Monday, April 24, 2017

FOIA Fee Waiver is Discretionary

We have mentioned in the past that the Public Access Counselor's advisory (non-binding) opinions often offer public bodies and members of the public more insight on FOIA and OMA than the PAC's binding opinions. For example, the PAC recently issued an advisory opinion on how the fee waiver provision of FOIA is to be interpreted. 2017 PAC 47258.

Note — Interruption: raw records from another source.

//! FEC bulk-download site access: URL layout, HEAD probes and hashed downloads.
use std::path::{Path, PathBuf};
use std::time::Duration;

use anyhow::{bail, Context, Result};
use chrono::Utc;
use futures::StreamExt;
use sha2::{Digest, Sha256};
use tokio::io::{AsyncReadExt, AsyncWriteExt};
use tracing::{info, instrument};

use super::job::BulkFileMetadata;
use super::schema::DataType;
use crate::config::ImportConfig;

/// What the server reports about a bulk file before downloading it.
#[derive(Debug, Clone, Default, PartialEq, Eq)]
pub struct RemoteFileInfo {
    pub content_length: Option<u64>,
}

#[derive(Debug, Clone)]
pub struct BulkSource {
    http: reqwest::Client,
    base_url: String,
    data_dir: PathBuf,
    max_file_bytes: u64,
}

impl BulkSource {
    pub fn new(
        base_url: impl Into<String>,
        data_dir: impl Into<PathBuf>,
        max_file_bytes: u64,
        timeout: Duration,
    ) -> Result<Self> {
        let http = reqwest::Client::builder()
            .user_agent(concat!("fec-bulk/", env!("CARGO_PKG_VERSION")))
            .connect_timeout(Duration::from_secs(30))
            .timeout(timeout)
            .build()
            .context("build http client")?;
        Ok(Self {
            http,
            base_url: base_url.into().trim_end_matches('/').to_string(),
            data_dir: data_dir.into(),
            max_file_bytes,
        })
    }

    pub fn from_config(cfg: &ImportConfig) -> Result<Self> {
        Self::new(
            cfg.bulk_base_url.clone(),
            cfg.data_dir.clone(),
            cfg.max_file_bytes,
            cfg.http_timeout,
        )
    }

    /// `{base}/{cycle}/{file}`
    pub fn url_for(&self, data_type: DataType, cycle: i32) -> String {
        format!(
            "{}/{}/{}",
            self.base_url,
            cycle,
            data_type.bulk_file_name(cycle)
        )
    }

    /// Where a download with the given content hash is stored.
    ///
    /// Each distinct content gets its own directory, so a newer download never
    /// replaces a file an unfinished job is still reading.
    pub fn local_path(&self, data_type: DataType, cycle: i32, content_hash: &str) -> PathBuf {
        let prefix = content_hash.get(..16).unwrap_or(content_hash);
        self.data_dir
            .join(cycle.to_string())
            .join(prefix)
            .join(data_type.bulk_file_name(cycle))
    }

    #[instrument(skip(self))]
    pub async fn probe(&self, data_type: DataType, cycle: i32) -> Result<RemoteFileInfo> {
        let url = self.url_for(data_type, cycle);
        let resp = self
            .http
            .head(&url)
            .send()
            .await
            .with_context(|| format!("HEAD {url}"))?
            .error_for_status()
            .with_context(|| format!("HEAD {url}"))?;
        let content_length = resp
            .headers()
            .get(reqwest::header::CONTENT_LENGTH)
            .and_then(|v| v.to_str().ok())
            .and_then(|v| v.parse().ok());
        Ok(RemoteFileInfo { content_length })
    }

    /// Stream the bulk file to disk, hashing as it arrives.
    ///
    /// The body goes to a uniquely named `.part` file that is moved to
    /// [`local_path`](Self::local_path) only after the whole response was
    /// received within the size limit.
    #[instrument(skip(self))]
    pub async fn fetch(&self, data_type: DataType, cycle: i32) -> Result<BulkFileMetadata> {
        let url = self.url_for(data_type, cycle);
        let cycle_dir = self.data_dir.join(cycle.to_string());
        tokio::fs::create_dir_all(&cycle_dir)
            .await
            .with_context(|| format!("create {}", cycle_dir.display()))?;
        let partial = cycle_dir.join(format!(
            "{}.{}.part",
            data_type.bulk_file_name(cycle),
            uuid::Uuid::new_v4()
        ));

        let resp = self
            .http
            .get(&url)
            .send()
            .await
            .with_context(|| format!("GET {url}"))?
            .error_for_status()
            .with_context(|| format!("GET {url}"))?;
        if let Some(len) = resp.content_length() {
            if len > self.max_file_bytes {
                bail!(
                    "{url} is {len} bytes, above the {} byte limit",
                    self.max_file_bytes
                );
            }
        }

        let mut out = tokio::io::BufWriter::new(
            tokio::fs::File::create(&partial)
                .await
                .with_context(|| format!("create {}", partial.display()))?,
        );
        let mut hasher = Sha256::new();
        let mut written: u64 = 0;
        let mut body = resp.bytes_stream();
        while let Some(chunk) = body.next().await {
            let chunk = chunk.with_context(|| format!("read body of {url}"))?;
            written += chunk.len() as u64;
            if written > self.max_file_bytes {
                drop(out);
                let _ = tokio::fs::remove_file(&partial).await;
                bail!("{url} exceeded the {} byte limit", self.max_file_bytes);
            }
            hasher.update(&chunk);
            out.write_all(&chunk).await?;
        }
        out.flush().await?;
        drop(out);

        let content_hash = hex_digest(hasher.finalize().as_slice());
        let dest = self.local_path(data_type, cycle, &content_hash);
        if let Some(parent) = dest.parent() {
            tokio::fs::create_dir_all(parent)
                .await
                .with_context(|| format!("create {}", parent.display()))?;
        }
        tokio::fs::rename(&partial, &dest)
            .await
            .with_context(|| format!("move download into {}", dest.display()))?;
        info!(
            target: "fec::download",
            %url,
            bytes = written,
            sha256 = %content_hash,
            "bulk file downloaded"
        );
        Ok(BulkFileMetadata {
            data_type,
            cycle,
            downloaded_at: Utc::now(),
            file_path: dest,
            file_size: written,
            content_hash,
            imported: false,
        })
    }
}

pub fn hex_digest(bytes: &[u8]) -> String {
    use std::fmt::Write;
    bytes.iter().fold(String::with_capacity(bytes.len() * 2), |mut s, b| {
        let _ = write!(s, "{b:02x}");
        s
    })
}

/// SHA-256 of a local file, streamed.
pub async fn hash_file(path: &Path) -> Result<(String, u64)> {
    let mut file = tokio::fs::File::open(path)
        .await
        .with_context(|| format!("open {}", path.display()))?;
    let mut hasher = Sha256::new();
    let mut buf = vec![0u8; 1 << 20];
    let mut total = 0u64;
    loop {
        let n = file.read(&mut buf).await?;
        if n == 0 {
            break;
        }
        hasher.update(&buf[..n]);
        total += n as u64;
    }
    Ok((hex_digest(hasher.finalize().as_slice()), total))
}
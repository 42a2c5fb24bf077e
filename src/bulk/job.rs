use std::fmt;
use std::path::PathBuf;
use std::str::FromStr;

use chrono::{DateTime, Utc};
use serde::{Deserialize, Serialize};

use super::merge::MergeCounts;
use super::reader::ReadOffset;
use super::schema::DataType;
use crate::error::{ImportError, Result};

#[derive(Debug, Clone, Copy, PartialEq, Eq, Hash, Serialize, Deserialize)]
#[serde(rename_all = "snake_case")]
pub enum JobStatus {
    Pending,
    Running,
    Paused,
    Completed,
    Failed,
    Cancelled,
}

impl JobStatus {
    pub fn as_str(&self) -> &'static str {
        match self {
            JobStatus::Pending => "pending",
            JobStatus::Running => "running",
            JobStatus::Paused => "paused",
            JobStatus::Completed => "completed",
            JobStatus::Failed => "failed",
            JobStatus::Cancelled => "cancelled",
        }
    }

    pub fn is_terminal(&self) -> bool {
        matches!(
            self,
            JobStatus::Completed | JobStatus::Failed | JobStatus::Cancelled
        )
    }

    pub fn can_transition_to(&self, to: JobStatus) -> bool {
        use JobStatus::*;
        matches!(
            (self, to),
            (Pending, Running | Failed | Cancelled)
                | (Running, Paused | Completed | Failed | Cancelled)
                | (Paused, Running | Cancelled)
        )
    }
}

impl fmt::Display for JobStatus {
    fn fmt(&self, f: &mut fmt::Formatter<'_>) -> fmt::Result {
        f.write_str(self.as_str())
    }
}

impl FromStr for JobStatus {
    type Err = anyhow::Error;

    fn from_str(s: &str) -> std::result::Result<Self, Self::Err> {
        Ok(match s {
            "pending" => JobStatus::Pending,
            "running" => JobStatus::Running,
            "paused" => JobStatus::Paused,
            "completed" => JobStatus::Completed,
            "failed" => JobStatus::Failed,
            "cancelled" => JobStatus::Cancelled,
            other => anyhow::bail!("unknown job status '{other}'"),
        })
    }
}

/// Cooperative request persisted on the job row, honoured at chunk boundaries.
#[derive(Debug, Clone, Copy, Default, PartialEq, Eq, Serialize, Deserialize)]
#[serde(rename_all = "snake_case")]
pub enum JobControl {
    #[default]
    None,
    Pause,
    Cancel,
}

impl JobControl {
    pub fn as_str(&self) -> &'static str {
        match self {
            JobControl::None => "none",
            JobControl::Pause => "pause",
            JobControl::Cancel => "cancel",
        }
    }
}

impl FromStr for JobControl {
    type Err = anyhow::Error;

    fn from_str(s: &str) -> std::result::Result<Self, Self::Err> {
        Ok(match s {
            "" | "none" => JobControl::None,
            "pause" => JobControl::Pause,
            "cancel" => JobControl::Cancel,
            other => anyhow::bail!("unknown job control request '{other}'"),
        })
    }
}

#[derive(Debug, Clone, PartialEq, Serialize, Deserialize)]
pub struct ImportJob {
    pub job_id: String,
    pub data_type: DataType,
    pub cycle: i32,
    pub status: JobStatus,
    pub file_path: Option<PathBuf>,
    pub source_hash: Option<String>,
    pub line_offset: u64,
    pub byte_offset: u64,
    pub records_processed: u64,
    pub records_inserted: u64,
    pub records_updated: u64,
    pub records_skipped: u64,
    pub malformed_lines: u64,
    pub data_warnings: u64,
    pub error_message: Option<String>,
    pub resumed_from: Option<String>,
    pub control: JobControl,
    pub created_at: DateTime<Utc>,
    pub updated_at: DateTime<Utc>,
}

impl ImportJob {
    pub fn new(data_type: DataType, cycle: i32) -> Self {
        let now = Utc::now();
        Self {
            job_id: uuid::Uuid::new_v4().to_string(),
            data_type,
            cycle,
            status: JobStatus::Pending,
            file_path: None,
            source_hash: None,
            line_offset: 0,
            byte_offset: 0,
            records_processed: 0,
            records_inserted: 0,
            records_updated: 0,
            records_skipped: 0,
            malformed_lines: 0,
            data_warnings: 0,
            error_message: None,
            resumed_from: None,
            control: JobControl::None,
            created_at: now,
            updated_at: now,
        }
    }

    /// A fresh job continuing where `prior` stopped: same file, offset and counters.
    pub fn continuation_of(prior: &ImportJob) -> Self {
        let mut job = ImportJob::new(prior.data_type, prior.cycle);
        job.file_path = prior.file_path.clone();
        job.source_hash = prior.source_hash.clone();
        job.line_offset = prior.line_offset;
        job.byte_offset = prior.byte_offset;
        job.records_processed = prior.records_processed;
        job.records_inserted = prior.records_inserted;
        job.records_updated = prior.records_updated;
        job.records_skipped = prior.records_skipped;
        job.malformed_lines = prior.malformed_lines;
        job.data_warnings = prior.data_warnings;
        job.resumed_from = Some(prior.job_id.clone());
        job
    }

    pub fn offset(&self) -> ReadOffset {
        ReadOffset {
            line: self.line_offset,
            byte: self.byte_offset,
        }
    }

    pub fn transition(&mut self, to: JobStatus) -> Result<()> {
        if !self.status.can_transition_to(to) {
            return Err(ImportError::InvalidTransition {
                job_id: self.job_id.clone(),
                from: self.status,
                to,
            });
        }
        self.status = to;
        if to.is_terminal() || to == JobStatus::Paused {
            self.control = JobControl::None;
        }
        self.updated_at = Utc::now();
        Ok(())
    }

    /// Fold a committed chunk into the in-memory counters.
    pub fn apply_chunk(&mut self, checkpoint: &ChunkCheckpoint, merged: MergeCounts) {
        self.line_offset = checkpoint.offset.line;
        self.byte_offset = checkpoint.offset.byte;
        self.records_processed += checkpoint.lines_consumed;
        self.records_inserted += merged.inserted;
        self.records_updated += merged.updated;
        self.records_skipped += merged.skipped + checkpoint.parse_skipped;
        self.malformed_lines += checkpoint.malformed;
        self.data_warnings += checkpoint.data_warnings;
        self.updated_at = Utc::now();
    }

    pub fn snapshot(&self) -> JobSnapshot {
        JobSnapshot {
            job_id: self.job_id.clone(),
            data_type: self.data_type,
            cycle: self.cycle,
            status: self.status,
            processed: self.records_processed,
            inserted: self.records_inserted,
            updated: self.records_updated,
            skipped: self.records_skipped,
            malformed: self.malformed_lines,
            data_warnings: self.data_warnings,
            offset: self.offset(),
            error: self.error_message.clone(),
        }
    }
}

/// Progress committed together with one chunk's writes.
#[derive(Debug, Clone, PartialEq, Eq)]
pub struct ChunkCheckpoint {
    pub job_id: String,
    /// Offset after the last line of the chunk.
    pub offset: ReadOffset,
    pub lines_consumed: u64,
    /// Rows the parser rejected (missing natural key).
    pub parse_skipped: u64,
    pub malformed: u64,
    pub data_warnings: u64,
}

/// Operator-facing view of a job.
#[derive(Debug, Clone, PartialEq, Serialize)]
pub struct JobSnapshot {
    pub job_id: String,
    pub data_type: DataType,
    pub cycle: i32,
    pub status: JobStatus,
    pub processed: u64,
    pub inserted: u64,
    pub updated: u64,
    pub skipped: u64,
    pub malformed: u64,
    pub data_warnings: u64,
    pub offset: ReadOffset,
    pub error: Option<String>,
}

#[derive(Debug, Clone, PartialEq, Serialize, Deserialize)]
pub struct BulkFileMetadata {
    pub data_type: DataType,
    pub cycle: i32,
    pub downloaded_at: DateTime<Utc>,
    pub file_path: PathBuf,
    pub file_size: u64,
    /// SHA-256, lowercase hex.
    pub content_hash: String,
    pub imported: bool,
}
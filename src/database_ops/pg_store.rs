//! PostgreSQL [`Store`]: array-bound batch writes and per-chunk transactions.
use std::collections::HashMap;
use std::path::PathBuf;

use anyhow::{Context, Result};
use chrono::NaiveDate;
use sqlx::{postgres::PgRow, Postgres, Row, Transaction};
use tracing::{debug, instrument, warn};

use super::{checkpoint_rejected, Store};
use crate::bulk::job::{BulkFileMetadata, ChunkCheckpoint, ImportJob, JobControl, JobStatus};
use crate::bulk::merge::{plan_merge, MergeCounts, StoredRow};
use crate::bulk::parser::NormalizedRecord;
use crate::bulk::schema::{DataType, RecordSchema};
use crate::util::db::Db;

const JOB_COLUMNS: &str = "job_id, data_type, cycle, status, file_path, source_hash, \
    line_offset, byte_offset, records_processed, records_inserted, records_updated, \
    records_skipped, malformed_lines, data_warnings, error_message, resumed_from, control, \
    created_at, updated_at";

const FILE_COLUMNS: &str =
    "data_type, cycle, downloaded_at, file_path, file_size, content_hash, imported";

#[derive(Clone)]
pub struct PgStore {
    db: Db,
}

impl PgStore {
    pub fn new(db: Db) -> Self {
        Self { db }
    }

    pub fn db(&self) -> &Db {
        &self.db
    }
}

fn as_i64(v: u64) -> i64 {
    i64::try_from(v).unwrap_or(i64::MAX)
}

fn as_u64(v: i64) -> u64 {
    u64::try_from(v).unwrap_or(0)
}
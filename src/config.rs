use std::path::PathBuf;
use std::time::Duration;

use crate::util::env::{env_opt, env_parse};

pub const DEFAULT_CHUNK_SIZE: usize = 50_000;
pub const DEFAULT_BULK_BASE_URL: &str = "https://www.fec.gov/files/bulk-downloads";

/// Import tuning, read from `FEC_*` environment variables.
#[derive(Debug, Clone)]
pub struct ImportConfig {
    pub chunk_size: usize,
    pub max_concurrent_jobs: usize,
    pub parse_workers: usize,
    pub data_dir: PathBuf,
    pub staging_dir: PathBuf,
    pub bulk_base_url: String,
    pub max_file_bytes: u64,
    pub http_timeout: Duration,
    pub db_max_connections: u32,
    pub db_acquire_timeout: Duration,
}

impl Default for ImportConfig {
    fn default() -> Self {
        let data_dir = PathBuf::from("./data/fec");
        Self {
            chunk_size: DEFAULT_CHUNK_SIZE,
            max_concurrent_jobs: 2,
            parse_workers: 4,
            staging_dir: data_dir.join("staging"),
            data_dir,
            bulk_base_url: DEFAULT_BULK_BASE_URL.to_string(),
            max_file_bytes: 16 << 30,
            http_timeout: Duration::from_secs(3600),
            db_max_connections: 10,
            db_acquire_timeout: Duration::from_secs(10),
        }
    }
}

impl ImportConfig {
    pub fn from_env() -> Self {
        let d = Self::default();
        let data_dir = env_opt("FEC_DATA_DIR").map(PathBuf::from).unwrap_or(d.data_dir);
        let staging_dir = env_opt("FEC_STAGING_DIR")
            .map(PathBuf::from)
            .unwrap_or_else(|| data_dir.join("staging"));
        Self {
            chunk_size: env_parse("FEC_CHUNK_SIZE", d.chunk_size).max(1),
            max_concurrent_jobs: env_parse("FEC_MAX_CONCURRENT_JOBS", d.max_concurrent_jobs).max(1),
            parse_workers: env_parse("FEC_PARSE_WORKERS", d.parse_workers).max(1),
            data_dir,
            staging_dir,
            bulk_base_url: env_opt("FEC_BULK_BASE_URL").unwrap_or(d.bulk_base_url),
            max_file_bytes: env_parse("FEC_MAX_FILE_BYTES", d.max_file_bytes),
            http_timeout: Duration::from_secs(env_parse(
                "FEC_HTTP_TIMEOUT_SECS",
                d.http_timeout.as_secs(),
            )),
            db_max_connections: env_parse("FEC_DB_MAX_CONNECTIONS", d.db_max_connections).max(1),
            db_acquire_timeout: Duration::from_secs(env_parse(
                "FEC_DB_ACQUIRE_TIMEOUT_SECS",
                d.db_acquire_timeout.as_secs(),
            )),
        }
    }

    /// Keys included in the startup configuration snapshot.
    pub const LOGGED_KEYS: &'static [&'static str] = &[
        "FEC_CHUNK_SIZE",
        "FEC_MAX_CONCURRENT_JOBS",
        "FEC_PARSE_WORKERS",
        "FEC_DATA_DIR",
        "FEC_STAGING_DIR",
        "FEC_BULK_BASE_URL",
        "FEC_MAX_FILE_BYTES",
        "FEC_DATABASE_URL",
        "DATABASE_URL",
        "AUTO_MIGRATE",
    ];
}

#[cfg(test)]
mod tests {
    use super::*;

    #[test]
    fn defaults_match_documented_values() {
        let cfg = ImportConfig::default();
        assert_eq!(cfg.chunk_size, 50_000);
        assert_eq!(cfg.max_concurrent_jobs, 2);
        assert_eq!(cfg.staging_dir, PathBuf::from("./data/fec/staging"));
        assert_eq!(cfg.max_file_bytes, 17_179_869_184);
    }
}
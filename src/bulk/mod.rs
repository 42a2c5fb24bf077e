//! FEC bulk file import: layouts, chunked reading, parsing, merging and jobs.
pub mod controller;
pub mod download;
pub mod job;
pub mod merge;
pub mod parser;
pub mod reader;
pub mod schema;

pub use controller::{ImportController, ImportHandle, ImportRequest, ImportSource};
pub use job::{ImportJob, JobControl, JobSnapshot, JobStatus};
pub use schema::DataType;
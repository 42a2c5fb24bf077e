//! Environment helpers: centralized dotenv loading and ergonomic getters.
//! Call `init_env()` once early in each binary (or rely on lazy Once).
use std::str::FromStr;
use std::sync::Once;
use tracing::{debug, info};

static INIT: Once = Once::new();

/// Load .env exactly once. Safe to call many times.
pub fn init_env() {
    INIT.call_once(|| {
        let _ = dotenv::dotenv();
    });
}

/// Common bootstrap for CLI binaries: load .env and note which DSN source wins.
pub fn bootstrap_cli(bin_name: &str) {
    init_env();
    match db_url_source() {
        Some(source) => debug!(target: "bootstrap", bin = bin_name, source, "database url source"),
        None => info!(
            target: "bootstrap",
            bin = bin_name,
            "no database url configured; only --dry-run imports will work"
        ),
    }
}

/// Get required env var; error if missing.
pub fn env_req(key: &str) -> anyhow::Result<String> {
    init_env();
    std::env::var(key).map_err(|_| anyhow::anyhow!("missing env var {key}"))
}

/// Get optional env var (None if unset or empty).
pub fn env_opt(key: &str) -> Option<String> {
    init_env();
    match std::env::var(key) {
        Ok(v) if !v.trim().is_empty() => Some(v),
        _ => None,
    }
}

/// Get parsed value with default fallback.
pub fn env_parse<T>(key: &str, default: T) -> T
where
    T: FromStr + Clone,
{
    init_env();
    match std::env::var(key) {
        Ok(raw) => raw.trim().parse::<T>().unwrap_or(default),
        Err(_) => default,
    }
}

/// Boolean flag; accepts 1/true/on/yes (case-insensitive) as true.
pub fn env_flag(key: &str, default: bool) -> bool {
    init_env();
    match std::env::var(key) {
        Ok(raw) => {
            let v = raw.trim().to_ascii_lowercase();
            matches!(v.as_str(), "1" | "true" | "on" | "yes")
        }
        Err(_) => default,
    }
}

/// Optional parsed value.
pub fn env_parse_opt<T>(key: &str) -> Option<T>
where
    T: FromStr,
{
    init_env();
    std::env::var(key).ok().and_then(|s| s.trim().parse().ok())
}

const URL_KEYS: [&str; 3] = ["FEC_DATABASE_URL", "DATABASE_URL", "DB_URL"];

fn db_url_source() -> Option<&'static str> {
    URL_KEYS
        .into_iter()
        .find(|k| env_opt(k).is_some())
        .or_else(|| build_dsn_from_parts().map(|_| "DB_*"))
}

/// Composed database URL (tries specific -> generic). Returns first found.
pub fn db_url() -> anyhow::Result<String> {
    init_env();
    for k in URL_KEYS {
        if let Some(v) = env_opt(k) {
            return Ok(v);
        }
    }
    if let Some(dsn) = build_dsn_from_parts() {
        return Ok(dsn);
    }
    Err(anyhow::anyhow!(
        "no database URL env vars set (FEC_DATABASE_URL, DATABASE_URL, DB_URL or DB_HOST/DB_USERNAME)"
    ))
}

fn build_dsn_from_parts() -> Option<String> {
    let host = env_opt("DB_HOST")?;
    let user = env_opt("DB_USERNAME")?;
    let password = env_opt("DB_PASSWORD");
    let database = env_opt("DB_DATABASE").unwrap_or_else(|| "postgres".into());
    let port: u16 = env_parse("DB_PORT", 5432u16);
    let ssl_mode = env_opt("DB_SSLMODE").unwrap_or_else(|| "prefer".into());

    // Build via `url::Url` so reserved characters in the password are encoded.
    let mut out = url::Url::parse("postgresql://localhost").ok()?;
    out.set_username(&user).ok()?;
    if let Some(pass) = password {
        out.set_password(Some(&pass)).ok()?;
    }
    let host_trimmed = host.trim().trim_matches(|c| c == '[' || c == ']');
    if host_trimmed.contains(':') {
        out.set_host(Some(&format!("[{host_trimmed}]"))).ok()?;
    } else {
        out.set_host(Some(host_trimmed)).ok()?;
    }
    out.set_port(Some(port)).ok()?;
    out.set_path(&format!("/{database}"));
    if ssl_mode != "disable" {
        out.query_pairs_mut().append_pair("sslmode", &ssl_mode);
    }
    Some(out.to_string())
}

pub(crate) fn redact_value(key: &str, val: &str) -> String {
    let k = key.to_ascii_uppercase();
    if k.contains("PASSWORD") || k.contains("SECRET") || k.contains("TOKEN") {
        return "***".to_string();
    }
    let val_trim = val.trim();
    if let Ok(mut u) = url::Url::parse(val_trim) {
        let scheme = u.scheme().to_ascii_lowercase();
        if scheme == "postgres" || scheme == "postgresql" {
            let _ = u.set_username("***");
            let _ = u.set_password(Some("***"));
            return u.to_string();
        }
    }
    val_trim.to_string()
}

/// Validate required keys and log a consolidated, redacted snapshot of configuration.
/// Returns error if any required key is missing.
pub fn preflight_check(title: &str, required: &[&str], also_log: &[&str]) -> anyhow::Result<()> {
    init_env();
    let missing: Vec<&str> = required
        .iter()
        .copied()
        .filter(|k| env_opt(k).is_none())
        .collect();
    let snapshot: Vec<(String, String)> = also_log
        .iter()
        .map(|&k| (k.to_string(), redact_value(k, &env_opt(k).unwrap_or_default())))
        .collect();
    info!(target: "preflight", title, snapshot = ?snapshot, "configuration snapshot");
    if !missing.is_empty() {
        return Err(anyhow::anyhow!("missing required env: {:?}", missing));
    }
    Ok(())
}

#[cfg(test)]
mod tests {
    use super::*;

    #[test]
    fn redacts_credentials_in_postgres_urls() {
        let out = redact_value("DATABASE_URL", "postgres://fec:hunter2@db:5432/fec");
        assert!(!out.contains("hunter2"));
        assert!(out.contains("db:5432/fec"));
        assert_eq!(redact_value("DB_PASSWORD", "hunter2"), "***");
        assert_eq!(redact_value("FEC_CHUNK_SIZE", " 500 "), "500");
    }

    #[test]
    fn parse_falls_back_on_garbage() {
        std::env::set_var("FEC_TEST_ENV_PARSE", "not-a-number");
        assert_eq!(env_parse("FEC_TEST_ENV_PARSE", 7usize), 7);
        std::env::set_var("FEC_TEST_ENV_PARSE", " 12 ");
        assert_eq!(env_parse("FEC_TEST_ENV_PARSE", 7usize), 12);
        assert_eq!(env_parse_opt::<u32>("FEC_TEST_ENV_PARSE_MISSING"), None);
    }
}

A reporter for ABC7 News had filed a FOIA request seeking records pertaining to a public body's red light camera program. The public body compiled the records and informed the reporter that a fee of $30.60 would be owed for the records (that fee amount was calculated after providing the first 50 pages at no cost). The reporter disputed the charge by immediately filing a request for review with the PAC, claiming that the public body was obligated to waive its fee for the records. 

The public body argued that section 6(c) of FOIA provides discretion to the public body as to whether to grant a fee waiver or reduction, citing the following language: "[d]ocuments shall be furnished without charge or at a reduced charge, as determined by the public body, if the person requesting the documents states the specific purpose for the request and indicates that a waiver or reduction of the fee is in the public interest." 5 ILCS 140/6(c) (emphasis added).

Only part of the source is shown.